Work instruction:
If a line in the material below has the string "connectives", copy it out.

Dataset content:
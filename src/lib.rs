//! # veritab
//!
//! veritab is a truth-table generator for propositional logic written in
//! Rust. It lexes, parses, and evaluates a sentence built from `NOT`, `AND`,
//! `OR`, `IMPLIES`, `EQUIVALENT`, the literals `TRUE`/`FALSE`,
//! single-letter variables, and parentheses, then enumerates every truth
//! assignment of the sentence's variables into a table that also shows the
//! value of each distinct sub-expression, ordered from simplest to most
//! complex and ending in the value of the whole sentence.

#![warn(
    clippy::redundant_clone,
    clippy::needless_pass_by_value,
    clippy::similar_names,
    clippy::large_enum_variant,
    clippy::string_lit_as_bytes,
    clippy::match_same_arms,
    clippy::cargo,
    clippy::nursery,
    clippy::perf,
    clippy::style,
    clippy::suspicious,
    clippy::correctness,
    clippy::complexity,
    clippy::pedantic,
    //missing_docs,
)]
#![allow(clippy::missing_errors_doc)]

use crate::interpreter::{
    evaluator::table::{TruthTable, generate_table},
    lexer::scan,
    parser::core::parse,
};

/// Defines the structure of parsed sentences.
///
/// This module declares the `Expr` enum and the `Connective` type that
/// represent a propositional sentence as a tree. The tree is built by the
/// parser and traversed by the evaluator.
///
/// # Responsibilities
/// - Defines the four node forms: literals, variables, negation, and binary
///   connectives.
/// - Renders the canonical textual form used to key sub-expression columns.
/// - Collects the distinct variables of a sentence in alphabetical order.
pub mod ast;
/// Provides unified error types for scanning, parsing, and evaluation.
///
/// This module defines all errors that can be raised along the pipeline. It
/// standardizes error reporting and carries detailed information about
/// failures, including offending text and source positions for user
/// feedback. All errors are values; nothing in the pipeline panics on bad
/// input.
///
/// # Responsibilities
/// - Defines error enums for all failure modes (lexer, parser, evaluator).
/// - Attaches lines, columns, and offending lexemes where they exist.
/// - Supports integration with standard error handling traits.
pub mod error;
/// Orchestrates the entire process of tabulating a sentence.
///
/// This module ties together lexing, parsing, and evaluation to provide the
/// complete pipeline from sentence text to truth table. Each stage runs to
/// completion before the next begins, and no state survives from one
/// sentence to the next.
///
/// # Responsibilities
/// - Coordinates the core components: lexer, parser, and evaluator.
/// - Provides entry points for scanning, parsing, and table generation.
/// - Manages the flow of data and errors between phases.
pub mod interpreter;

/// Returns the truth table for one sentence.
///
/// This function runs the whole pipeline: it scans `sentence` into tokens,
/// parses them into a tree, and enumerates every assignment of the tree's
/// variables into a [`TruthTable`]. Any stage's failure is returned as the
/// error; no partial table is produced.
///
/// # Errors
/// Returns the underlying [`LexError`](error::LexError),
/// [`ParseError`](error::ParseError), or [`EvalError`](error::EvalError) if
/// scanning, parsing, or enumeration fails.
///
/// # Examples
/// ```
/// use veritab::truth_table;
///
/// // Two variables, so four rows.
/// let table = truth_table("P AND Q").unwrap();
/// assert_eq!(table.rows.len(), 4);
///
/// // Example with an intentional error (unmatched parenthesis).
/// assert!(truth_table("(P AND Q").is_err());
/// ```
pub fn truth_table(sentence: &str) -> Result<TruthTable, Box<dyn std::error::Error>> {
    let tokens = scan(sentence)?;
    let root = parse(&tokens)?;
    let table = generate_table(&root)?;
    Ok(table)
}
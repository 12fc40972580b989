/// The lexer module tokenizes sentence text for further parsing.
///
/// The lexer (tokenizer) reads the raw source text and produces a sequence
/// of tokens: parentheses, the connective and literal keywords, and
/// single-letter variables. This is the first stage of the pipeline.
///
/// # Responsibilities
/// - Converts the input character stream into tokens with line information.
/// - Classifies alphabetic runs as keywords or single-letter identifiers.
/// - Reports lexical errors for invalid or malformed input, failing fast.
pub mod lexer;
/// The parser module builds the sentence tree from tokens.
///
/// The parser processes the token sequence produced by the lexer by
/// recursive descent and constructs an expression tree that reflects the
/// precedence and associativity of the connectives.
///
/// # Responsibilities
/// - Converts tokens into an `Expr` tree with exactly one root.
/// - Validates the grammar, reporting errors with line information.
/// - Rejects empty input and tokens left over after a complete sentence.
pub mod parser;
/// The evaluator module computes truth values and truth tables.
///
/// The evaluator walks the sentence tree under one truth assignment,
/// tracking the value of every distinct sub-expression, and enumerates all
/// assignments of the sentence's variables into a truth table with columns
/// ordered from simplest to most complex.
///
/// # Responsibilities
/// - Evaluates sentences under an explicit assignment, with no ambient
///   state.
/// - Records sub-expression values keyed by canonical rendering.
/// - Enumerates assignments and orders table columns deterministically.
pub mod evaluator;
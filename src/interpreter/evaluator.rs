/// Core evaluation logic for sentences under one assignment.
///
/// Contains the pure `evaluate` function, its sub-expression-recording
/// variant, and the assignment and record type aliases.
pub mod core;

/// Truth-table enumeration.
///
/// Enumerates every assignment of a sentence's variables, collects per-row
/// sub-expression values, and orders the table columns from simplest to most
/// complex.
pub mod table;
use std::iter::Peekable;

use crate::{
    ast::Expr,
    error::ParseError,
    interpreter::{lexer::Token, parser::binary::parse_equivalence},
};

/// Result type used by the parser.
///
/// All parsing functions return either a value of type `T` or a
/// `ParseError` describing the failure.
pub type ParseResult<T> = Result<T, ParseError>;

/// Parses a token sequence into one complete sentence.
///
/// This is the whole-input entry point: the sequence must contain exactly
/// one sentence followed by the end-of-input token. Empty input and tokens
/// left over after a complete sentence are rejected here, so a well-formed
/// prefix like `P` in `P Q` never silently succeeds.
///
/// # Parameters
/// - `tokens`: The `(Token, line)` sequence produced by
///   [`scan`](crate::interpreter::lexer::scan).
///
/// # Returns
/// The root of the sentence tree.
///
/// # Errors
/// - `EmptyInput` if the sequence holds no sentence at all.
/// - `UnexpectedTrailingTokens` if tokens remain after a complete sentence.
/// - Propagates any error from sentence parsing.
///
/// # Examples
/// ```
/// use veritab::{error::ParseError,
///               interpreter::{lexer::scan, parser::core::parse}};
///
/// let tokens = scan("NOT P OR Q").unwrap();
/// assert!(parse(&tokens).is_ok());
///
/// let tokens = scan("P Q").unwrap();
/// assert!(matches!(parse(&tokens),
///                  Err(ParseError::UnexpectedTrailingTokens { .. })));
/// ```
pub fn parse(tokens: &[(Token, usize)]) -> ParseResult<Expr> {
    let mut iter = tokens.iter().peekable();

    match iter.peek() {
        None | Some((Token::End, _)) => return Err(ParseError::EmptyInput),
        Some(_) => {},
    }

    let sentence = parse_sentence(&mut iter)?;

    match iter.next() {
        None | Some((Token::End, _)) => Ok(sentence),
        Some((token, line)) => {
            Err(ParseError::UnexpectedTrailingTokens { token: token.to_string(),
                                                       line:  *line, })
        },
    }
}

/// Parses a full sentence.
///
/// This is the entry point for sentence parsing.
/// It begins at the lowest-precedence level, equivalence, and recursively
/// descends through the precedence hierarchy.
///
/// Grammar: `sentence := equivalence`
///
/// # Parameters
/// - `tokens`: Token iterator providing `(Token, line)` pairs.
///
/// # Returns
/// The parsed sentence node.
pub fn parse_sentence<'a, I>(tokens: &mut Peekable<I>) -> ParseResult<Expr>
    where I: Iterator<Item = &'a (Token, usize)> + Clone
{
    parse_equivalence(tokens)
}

Finished task:
///   connectives.
/// precedence and associativity of the connectives.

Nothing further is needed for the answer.